No que se refere ao desinformado, é importante que ele entenda que os jogadores não ganham o que ganham a partir do nada. Seus salários não são decididos por meia dúzia de burocratas como se o clube fosse uma estatal que não precisasse medir seus gastos. (Veja o artigo: Por que lixeiros e professores ganham menos que artistas e grandes jogadores de futebol )
Quando assistimos a um jogo de futebol, lá estão diversos anúncios de grandes empresas. Lá está a propaganda da marca de tênis que o desinformado muitas vezes veste para ir à academia; lá está o anúncio da operadora de celular que o desinformado contratou porque preza por uma comunicação de qualidade; lá está também a marca de refrigerante que ele adora; o banco no qual ele guarda seu dinheiro; a empresa pela qual ele voa nas férias; a universidade na qual estuda; seu plano de saúde; a marca do carro que dirige etc. E assim como ele, há milhões que usufruem dos mesmos serviços.

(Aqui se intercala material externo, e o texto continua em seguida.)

//! Storage backends for the task collection.
//!
//! A [`TaskBackend`] loads and saves the *whole* collection; it knows nothing
//! about individual tasks. [`JsonFileBackend`] is the production backend and
//! [`InMemoryBackend`] stands in for it in tests and embedded use.

use std::path::{Path, PathBuf};

use taskd_proto::codec;
use taskd_proto::task::Task;
use tokio::sync::Mutex;

use crate::store::StoreError;

/// Whole-collection persistence used by [`crate::store::TaskStore`].
///
/// Implementations do not need to be internally synchronized across a
/// load/save pair; the store serializes its read-modify-write cycles.
pub trait TaskBackend: Send + Sync {
    /// Load every task, in stored order.
    fn load(&self) -> impl std::future::Future<Output = Result<Vec<Task>, StoreError>> + Send;

    /// Replace the stored collection with `tasks`.
    fn save(
        &self,
        tasks: &[Task],
    ) -> impl std::future::Future<Output = Result<(), StoreError>> + Send;
}

/// Backend storing the collection as a JSON array in a single file.
///
/// The file must already exist and hold a JSON array; it is never created
/// on load.
#[derive(Debug, Clone)]
pub struct JsonFileBackend {
    path: PathBuf,
}

impl JsonFileBackend {
    /// Creates a backend for the file at `path`.
    pub fn new(path: impl Into<PathBuf>) -> Self {
        Self { path: path.into() }
    }

    /// Path of the backing file.
    #[must_use]
    pub fn path(&self) -> &Path {
        &self.path
    }
}

impl TaskBackend for JsonFileBackend {
    async fn load(&self) -> Result<Vec<Task>, StoreError> {
        let text = tokio::fs::read_to_string(&self.path)
            .await
            .map_err(|source| StoreError::Read {
                path: self.path.clone(),
                source,
            })?;
        codec::decode_collection(&text).map_err(|source| StoreError::Decode {
            path: self.path.clone(),
            source,
        })
    }

    async fn save(&self, tasks: &[Task]) -> Result<(), StoreError> {
        let text = codec::encode_collection(tasks).map_err(StoreError::Encode)?;
        tokio::fs::write(&self.path, text)
            .await
            .map_err(|source| StoreError::Write {
                path: self.path.clone(),
                source,
            })?;
        tracing::trace!(path = %self.path.display(), count = tasks.len(), "task file written");
        Ok(())
    }
}

/// Backend keeping the collection in memory.
#[derive(Debug, Default)]
pub struct InMemoryBackend {
    tasks: Mutex<Vec<Task>>,
}

impl InMemoryBackend {
    /// Creates an empty in-memory backend.
    #[must_use]
    pub fn new() -> Self {
        Self::default()
    }

    /// Creates a backend pre-populated with `tasks`.
    #[must_use]
    pub fn with_tasks(tasks: Vec<Task>) -> Self {
        Self {
            tasks: Mutex::new(tasks),
        }
    }

    /// Returns a copy of the stored collection.
    pub async fn snapshot(&self) -> Vec<Task> {
        self.tasks.lock().await.clone()
    }
}

impl TaskBackend for InMemoryBackend {
    async fn load(&self) -> Result<Vec<Task>, StoreError> {
        Ok(self.tasks.lock().await.clone())
    }

    async fn save(&self, tasks: &[Task]) -> Result<(), StoreError> {
        *self.tasks.lock().await = tasks.to_vec();
        Ok(())
    }
}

Assim, se você é alguém que acha “injusto” que os jogadores recebam o que recebem, pare para pensar na receita que eles geram. Se você pensar logicamente, vai ver que não há como ser diferente. Portanto, não é preciso indignar-se. Se os jogadores ganham o que ganham, não é sem razão. Ademais, se eles recebem milhões, seus patrocinadores empregam milhões; esses empregados, por sua vez, contratam outros serviços que contratam outros serviços que contratam outros serviços… E assim numa cadeia infinita. No fim todo mundo sai ganhando.

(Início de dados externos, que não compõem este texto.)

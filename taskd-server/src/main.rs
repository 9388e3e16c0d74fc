//! `taskd` -- CRUD over a JSON file of tasks.
//!
//! An axum HTTP server exposing `/task`. Every request reads the whole
//! backing file, applies one change and writes it back.
//!
//! # Usage
//!
//! ```bash
//! # Serve ./tasks.json on 0.0.0.0:3000
//! cargo run --bin taskd
//!
//! # Custom address and data file
//! cargo run --bin taskd -- --bind 127.0.0.1:8080 --data-file /srv/tasks.json
//!
//! # Or via environment variables
//! TASKD_ADDR=127.0.0.1:8080 TASKD_DATA_FILE=/srv/tasks.json cargo run --bin taskd
//! ```

use std::path::Path;
use std::sync::Arc;

use clap::Parser;
use taskd_server::backend::JsonFileBackend;
use taskd_server::config::{CliArgs, ServerConfig};
use taskd_server::server;
use taskd_server::store::TaskStore;
use tracing_appender::non_blocking::WorkerGuard;

#[tokio::main]
async fn main() {
    let cli = CliArgs::parse();

    let config = match ServerConfig::load(&cli) {
        Ok(c) => c,
        Err(e) => {
            eprintln!("Error loading configuration: {e}");
            std::process::exit(1);
        }
    };

    // Must stay alive for the whole run or buffered log lines are lost.
    let _log_guard = init_tracing(&config.log_level, config.log_file.as_deref());

    let backend = JsonFileBackend::new(&config.data_file);
    let store = Arc::new(TaskStore::new(backend));

    // The data file is never created here; report a bad one at startup.
    match store.list().await {
        Ok(tasks) => tracing::info!(
            path = %config.data_file.display(),
            count = tasks.len(),
            "task file loaded"
        ),
        Err(e) => tracing::warn!(error = %e, "task file is not usable; requests will fail"),
    }

    match server::start_server(&config.bind_addr, store).await {
        Ok((bound_addr, handle)) => {
            tracing::info!(addr = %bound_addr, "server is running on http://{bound_addr}");
            if let Err(e) = handle.await {
                tracing::error!(error = %e, "server task failed");
            }
        }
        Err(e) => {
            tracing::error!(error = %e, "failed to start server");
            std::process::exit(1);
        }
    }
}

/// Initialize the tracing subscriber, writing to `log_file` when given and
/// to stderr otherwise.
///
/// Returns the appender guard for file logging. If the log file path has
/// no usable parent or file name, falls back to stderr.
fn init_tracing(level: &str, log_file: Option<&Path>) -> Option<WorkerGuard> {
    let env_filter = tracing_subscriber::EnvFilter::try_from_default_env()
        .unwrap_or_else(|_| tracing_subscriber::EnvFilter::new(level));

    let Some((dir, name)) = log_file.and_then(split_log_path) else {
        tracing_subscriber::fmt().with_env_filter(env_filter).init();
        return None;
    };

    let file_appender = tracing_appender::rolling::never(dir, name);
    let (non_blocking, guard) = tracing_appender::non_blocking(file_appender);

    tracing_subscriber::fmt()
        .with_writer(non_blocking)
        .with_env_filter(env_filter)
        .with_ansi(false)
        .init();

    Some(guard)
}

/// Split a log file path into its directory and file name.
fn split_log_path(path: &Path) -> Option<(&Path, &str)> {
    let name = path.file_name()?.to_str()?;
    let dir = match path.parent() {
        Some(p) if !p.as_os_str().is_empty() => p,
        _ => Path::new("."),
    };
    Some((dir, name))
}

No que tange ao personagem “bonzinho”, mais efetivo do que suas críticas aos salários dos jogadores, seria ele entender que o mercado do futebol faz mais pelos meninos das periferias do que os movimentos “sociais” de classe média que ele apóia. O mercado futebolístico, preocupado com o lucro que o “bonzinho” tanto condena, não quer saber se o jogador é negro ou se nasceu numa comunidade pobre. Aliás, se dependesse do “altruísmo” desse “bonzinho” esses rapazes jamais iriam a uma Copa do Mundo nem conheceriam a riqueza.
Afinal, como já ressaltado por Fernando Holiday (https://www.youtube.com/watch?v=wGqpx1q4wnY), em projetos desse tipo de “bonzinho” o negro e o morador de periferia sempre estão lá “com seu Black Power pichando muro”, como se ser negro implicasse necessariamente em cantar rap e dançar break.
O “bonzinho” também não leva em consideração a quantidade enorme de projetos filantrópicos financiados pelos próprios jogadores milionários sem qualquer obrigação.
Relativamente ao ressentido, é importante que ele entenda que não está sozinho. Como ele existe milhões. Dessa forma, extremamente angustiado porque não pode andar de carro de luxo, morar em mansão nem sair com as mulheres com as quais os jogadores saem, ele pode, quem sabe, aproveitar a oportunidade para tentar gerar mais receita do que aqueles jogadores “ignorantes”. Ou, claro, pode também apelar para medicamentos, caso não suportar sua pequenez. No entanto, não é impossível que esses medicamentos tenham sido produzidos ou distribuídos por uma farmacêutica que patrocine algum time nacional, jogador ou seleção de Copa do Mundo. E aí, como faz?
Antes de terminar, cabe um esclarecimento: é evidente que no futebol também há falcatruas, esquemas de conspiração, conluios pérfidos etc. E aqui não estou me referindo aos elefantes brancos feitos na Copa do Mundo do Brasil. O foco é sobre o salário dos jogadores, só isso. E outra: não sou inocente para crer que as transações internacionais e seus contratos milionários sejam de todo imaculados. Todavia, se estes são pontos obscuros aos quais dificilmente teremos acesso, com a tríade aqui abordada é diferente. Duvido muito que, em relação à Copa do Mundo e aos salários dos jogadores, o leitor nunca tenha se deparado com um desinformado, com um “bonzinho” ou com um ressentido.